--- Exercise input ---

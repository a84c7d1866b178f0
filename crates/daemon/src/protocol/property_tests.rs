// SPDX-License-Identifier: BUSL-1.1
// Copyright (c) 2026 Alfred Jean LLC

use super::*;
use gyre_core::event::MessageSeverity;
use gyre_core::{CyclePoint, TaskId, TaskStatus};
use gyre_engine::{OperatorCommand, StopMode};
use proptest::prelude::*;

fn task_name() -> impl Strategy<Value = String> {
    "[a-z][a-z0-9_]{0,12}"
}

fn task_id() -> impl Strategy<Value = TaskId> {
    (task_name(), -1000i64..1000).prop_map(|(name, p)| TaskId::new(name, CyclePoint::Integer(p)))
}

fn request() -> impl Strategy<Value = Request> {
    prop_oneof![
        Just(Request::Ping),
        task_id().prop_map(|id| Request::Message {
            id,
            severity: MessageSeverity::Normal,
            message: "started".to_string(),
        }),
        task_id().prop_map(|task| Request::Query { query: Query::Show { task } }),
        Just(Request::Query { query: Query::Status }),
        Just(Request::Command { command: OperatorCommand::Pause }),
        Just(Request::Command { command: OperatorCommand::Stop { mode: StopMode::Now } }),
        task_id().prop_map(|t| Request::Command {
            command: OperatorCommand::Hold { tasks: vec![t], after: None }
        }),
    ]
}

proptest! {
    #[test]
    fn request_frames_round_trip(req in request()) {
        let frame = encode(&req).unwrap();
        // 4-byte BE length prefix + payload.
        let len = u32::from_be_bytes([frame[0], frame[1], frame[2], frame[3]]) as usize;
        prop_assert_eq!(len, frame.len() - 4);
        let back: Request = decode(&frame[4..]).unwrap();
        prop_assert_eq!(back, req);
    }
}

#[test]
fn response_round_trip() {
    let responses = vec![
        Response::Ok,
        Response::error("no such task"),
        Response::Tasks {
            tasks: vec![TaskEntry {
                id: TaskId::new("foo", CyclePoint::Integer(1)),
                status: TaskStatus::Running,
                is_held: false,
                submit_num: 2,
            }],
        },
        Response::Checkpoints {
            checkpoints: vec![CheckpointEntry {
                id: 0,
                event: "latest".to_string(),
                time: "2010-01-01T00:00:00Z".to_string(),
            }],
        },
    ];
    for response in responses {
        let frame = encode(&response).unwrap();
        let back: Response = decode(&frame[4..]).unwrap();
        assert_eq!(back, response);
    }
}

#[tokio::test]
async fn async_read_write_round_trip() {
    let (mut a, mut b) = tokio::io::duplex(1024);
    write_message(&mut a, &Request::Ping).await.unwrap();
    let req: Request = read_message(&mut b).await.unwrap();
    assert_eq!(req, Request::Ping);
}

#[tokio::test]
async fn closed_stream_is_a_typed_error() {
    let (a, mut b) = tokio::io::duplex(16);
    drop(a);
    let err = read_message::<Request>(&mut b).await.unwrap_err();
    assert!(matches!(err, ProtocolError::Closed));
}
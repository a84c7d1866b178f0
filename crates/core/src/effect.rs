// SPDX-License-Identifier: BUSL-1.1
// Copyright (c) 2026 Alfred Jean LLC

//! Effects represent side effects the engine needs to perform.

use crate::event::Event;
use crate::id::TaskId;
use crate::point::CyclePoint;
use crate::timer::TimerId;
use serde::{Deserialize, Serialize};
use std::path::PathBuf;
use std::time::Duration;

/// A fully-prepared job ready for a runner's submit batch.
#[derive(Debug, Clone, PartialEq, Eq, Serialize, Deserialize)]
pub struct JobSpec {
    pub id: TaskId,
    pub submit_num: u32,
    pub platform: String,
    /// Generated job script body.
    pub script: String,
    /// Job log directory: `log/job/<cycle>/<task>/<NN>`.
    pub job_dir: PathBuf,
}

/// Reference to a previously-submitted job for poll/kill batches.
#[derive(Debug, Clone, PartialEq, Eq, Serialize, Deserialize)]
pub struct JobRef {
    pub id: TaskId,
    pub submit_num: u32,
    pub platform: String,
    #[serde(default, skip_serializing_if = "Option::is_none")]
    pub runner_job_id: Option<String>,
    pub job_dir: PathBuf,
}

/// Effects that need to be executed by the runtime
#[derive(Debug, Clone, PartialEq, Serialize, Deserialize)]
pub enum Effect {
    /// Emit an event into the system event bus
    Emit { event: Event },

    // === Runner batches ===
    /// Submit a batch of prepared jobs on one platform.
    SubmitJobs { platform: String, jobs: Vec<JobSpec> },

    /// Poll a batch of jobs on one platform.
    PollJobs { platform: String, jobs: Vec<JobRef> },

    /// Kill a batch of jobs on one platform.
    KillJobs { platform: String, jobs: Vec<JobRef> },

    // === Event handlers ===
    /// Run one event-handler subprocess with a timeout.
    RunHandler {
        task: TaskId,
        /// Handler key, e.g. `event-handler-00`.
        handler: String,
        event: String,
        attempt: u32,
        command: String,
        #[serde(with = "duration_serde")]
        timeout: Duration,
    },

    // === Xtriggers ===
    /// Call an xtrigger function on the xtrigger pool.
    CallXtrigger {
        label: String,
        /// Cache key: function name and arguments after cycle-point
        /// substitution.
        signature: String,
        function: String,
        /// Bound arguments, already substituted.
        args: indexmap::IndexMap<String, String>,
        point: CyclePoint,
    },

    // === Timers ===
    /// Set a timer
    SetTimer {
        id: TimerId,
        #[serde(with = "duration_serde")]
        duration: Duration,
    },

    /// Cancel a timer
    CancelTimer { id: TimerId },
}

impl Effect {
    /// Effect name for log spans (e.g., "submit_jobs", "run_handler")
    pub fn name(&self) -> &'static str {
        match self {
            Effect::Emit { .. } => "emit",
            Effect::SubmitJobs { .. } => "submit_jobs",
            Effect::PollJobs { .. } => "poll_jobs",
            Effect::KillJobs { .. } => "kill_jobs",
            Effect::RunHandler { .. } => "run_handler",
            Effect::CallXtrigger { .. } => "call_xtrigger",
            Effect::SetTimer { .. } => "set_timer",
            Effect::CancelTimer { .. } => "cancel_timer",
        }
    }

    /// Key-value pairs for structured logging
    pub fn fields(&self) -> Vec<(&'static str, String)> {
        match self {
            Effect::Emit { event } => vec![("event", event.log_summary())],
            Effect::SubmitJobs { platform, jobs } => vec![
                ("platform", platform.clone()),
                ("jobs", jobs.len().to_string()),
            ],
            Effect::PollJobs { platform, jobs } => vec![
                ("platform", platform.clone()),
                ("jobs", jobs.len().to_string()),
            ],
            Effect::KillJobs { platform, jobs } => vec![
                ("platform", platform.clone()),
                ("jobs", jobs.len().to_string()),
            ],
            Effect::RunHandler { task, handler, event, attempt, .. } => vec![
                ("task", task.to_string()),
                ("handler", handler.clone()),
                ("event", event.clone()),
                ("attempt", attempt.to_string()),
            ],
            Effect::CallXtrigger { label, signature, .. } => {
                vec![("label", label.clone()), ("signature", signature.clone())]
            }
            Effect::SetTimer { id, duration } => vec![
                ("timer_id", id.to_string()),
                ("duration_ms", duration.as_millis().to_string()),
            ],
            Effect::CancelTimer { id } => vec![("timer_id", id.to_string())],
        }
    }

    /// Whether to show both 'started' and 'completed' or just 'executed',
    /// to control the verbosity for frequent effects.
    pub fn verbose(&self) -> bool {
        match self {
            Effect::Emit { .. } => false,
            Effect::SetTimer { .. } => false,
            Effect::CancelTimer { .. } => false,
            Effect::PollJobs { .. } => false,
            _ => true,
        }
    }
}

mod duration_serde {
    use serde::{Deserialize, Deserializer, Serialize, Serializer};
    use std::time::Duration;

    pub fn serialize<S: Serializer>(duration: &Duration, s: S) -> Result<S::Ok, S::Error> {
        duration.as_millis().serialize(s)
    }

    pub fn deserialize<'de, D: Deserializer<'de>>(d: D) -> Result<Duration, D::Error> {
        let millis = u64::deserialize(d)?;
        Ok(Duration::from_millis(millis))
    }
}

#[cfg(test)]
#[path = "effect_tests.rs"]
mod tests;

---

Requirement:
Whenever a line in the material contains the word "CancelTimer", copy that line.

Your solution:
    CancelTimer { id: TimerId },
            Effect::CancelTimer { .. } => "cancel_timer",
            Effect::CancelTimer { id } => vec![("timer_id", id.to_string())],
            Effect::CancelTimer { .. } => false,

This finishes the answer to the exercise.